LEFTOVER FOOD POLICY: To ensure the safety of our clients and their guests, it is RPC’s policy to remove and discard any leftover food after the event. Any uneaten or non-consumed food or bottled beverages left on the buffet table/food station area may be given to the client upon request. We do not recommend serving leftover food as we cannot ensure the safety in doing so, however, upon client request the above described leftover food and beverages may be taken by the client with a signed waiver form. The client will assume full responsibility and liability for the result any leftover food served and consumed, with or without RPC’s knowledge.”
Dave Chamberlain from Gaylord Catering Service in Madison, Wisconsin wrote:
“We ask our customers about the leftovers ahead of time. Would you like the leftovers or would you like us to donate them to a shelter? We also tell our customers that we do provide extra food for our staff, and that the possibility exists that their guests could be big eaters and we do not want to run out of product. We have no problem leaving food that is cooked. However, we do tell them that once we leave it, it is their responsibility to make sure it doesn't spoil. We put this into a contract also. Even for simple drop-offs we use a contract that spells everything out. We have found that this helps some after the event when you get into a you-said-they-said situation. We have been using the Caterease program for this.”
Dave also added:
“Hope this helps. As for your situation, I would have done pretty much the same thing.
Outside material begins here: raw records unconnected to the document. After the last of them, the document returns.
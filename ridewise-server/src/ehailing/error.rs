//! E-hailing estimator error types.

/// Errors from the e-hailing fare estimator.
///
/// None of these fail a trip lookup; the e-hailing card is shown empty
/// instead.
#[derive(Debug, thiserror::Error)]
pub enum EstimateError {
    /// The estimator could not be reached
    #[error("Error connecting to e-hailing estimator: {reason} (URL: {url})")]
    NetworkUnavailable { url: String, reason: String },

    /// The estimator did not answer within the configured timeout
    #[error("E-hailing estimate timed out after {timeout_secs}s (URL: {url})")]
    Timeout { url: String, timeout_secs: u64 },

    /// The estimator answered with a non-2xx status
    #[error("{message} (URL: {url})")]
    Upstream {
        status: u16,
        message: String,
        url: String,
    },

    /// The estimator answered 2xx with a body we cannot use
    #[error("Invalid response from e-hailing estimator: {0}")]
    MalformedResponse(String),

    /// The client could not be set up
    #[error("configuration error: {0}")]
    Configuration(String),
}

#[cfg(test)]
mod tests {
    use super::*;

    #[test]
    fn error_display() {
        let err = EstimateError::Upstream {
            status: 500,
            message: "Error getting travel data: ZERO_RESULTS".into(),
            url: "http://localhost:8001/estimate".into(),
        };
        assert_eq!(
            err.to_string(),
            "Error getting travel data: ZERO_RESULTS (URL: http://localhost:8001/estimate)"
        );

        let err = EstimateError::MalformedResponse("missing field `rides`".into());
        assert_eq!(
            err.to_string(),
            "Invalid response from e-hailing estimator: missing field `rides`"
        );
    }
}
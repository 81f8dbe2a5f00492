//! Ride comparison server.
//!
//! A web application that answers: "How do the train, the MyCiTi bus and
//! an e-hailing ride compare for this trip across Cape Town?"

pub mod domain;
pub mod ehailing;
pub mod formatter;
pub mod myciti;
pub mod rides;
pub mod web;
//! Fixture-backed e-hailing estimator.

use std::path::Path;
use std::sync::Arc;

use tracing::debug;

use crate::domain::TripQuery;

use super::client::EstimateSource;
use super::error::EstimateError;
use super::types::EstimateResponse;

/// Serves recorded estimates, matched on `pickup` and `dropoff` ignoring
/// case. Unmatched pairs get the 500 the estimator sends when it cannot
/// route a trip.
#[derive(Debug, Clone, Default)]
pub struct MockEHailingClient {
    responses: Arc<Vec<EstimateResponse>>,
}

impl MockEHailingClient {
    /// Load every `*.json` file in a directory as one recorded estimate.
    pub fn new(data_dir: impl AsRef<Path>) -> Result<Self, EstimateError> {
        let data_dir = data_dir.as_ref();
        let entries = std::fs::read_dir(data_dir).map_err(|e| {
            EstimateError::Configuration(format!(
                "Failed to read fixture directory {}: {e}",
                data_dir.display()
            ))
        })?;

        let mut responses = Vec::new();
        for entry in entries {
            let path = entry
                .map_err(|e| {
                    EstimateError::Configuration(format!("Failed to read directory entry: {e}"))
                })?
                .path();
            if !path.is_file() || path.extension().and_then(|s| s.to_str()) != Some("json") {
                continue;
            }

            let json = std::fs::read_to_string(&path).map_err(|e| {
                EstimateError::Configuration(format!("Failed to read {}: {e}", path.display()))
            })?;
            let response = serde_json::from_str(&json).map_err(|e| {
                EstimateError::Configuration(format!("Failed to parse {}: {e}", path.display()))
            })?;
            responses.push(response);
        }

        debug!(count = responses.len(), dir = %data_dir.display(), "Loaded estimate fixtures");
        Ok(Self::from_responses(responses))
    }

    pub fn from_responses(responses: Vec<EstimateResponse>) -> Self {
        Self {
            responses: Arc::new(responses),
        }
    }

    pub fn len(&self) -> usize {
        self.responses.len()
    }

    pub fn is_empty(&self) -> bool {
        self.responses.is_empty()
    }
}

impl EstimateSource for MockEHailingClient {
    async fn estimate(&self, query: &TripQuery) -> Result<EstimateResponse, EstimateError> {
        let pickup = query.start().to_lowercase();
        let dropoff = query.end().to_lowercase();

        self.responses
            .iter()
            .find(|r| r.pickup.to_lowercase() == pickup && r.dropoff.to_lowercase() == dropoff)
            .cloned()
            .ok_or_else(|| EstimateError::Upstream {
                status: 500,
                message: format!("Error getting travel data: no recorded route for {query}"),
                url: "fixtures://estimate".to_string(),
            })
    }
}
Ask the customer what they think is fair and give it to them; however, if I don't think that they are being reasonable, I don't have a problem telling them.”
The general member consensus was that everything possible should be explained and spelled out in writing to all catering clients. Failure to do this can cause the types of problems discussed in my recent post.
Sometimes it’s easy to become insulated from the outside world as we run our daily businesses, and that’s why The Corporate Caterer is so valuable. We are a learning center, and with members all over the country, you can be assured that someone has experienced the same challenges and issues that you face daily.
Please feel free to contact us with any questions or comments.
Have a great July catering week!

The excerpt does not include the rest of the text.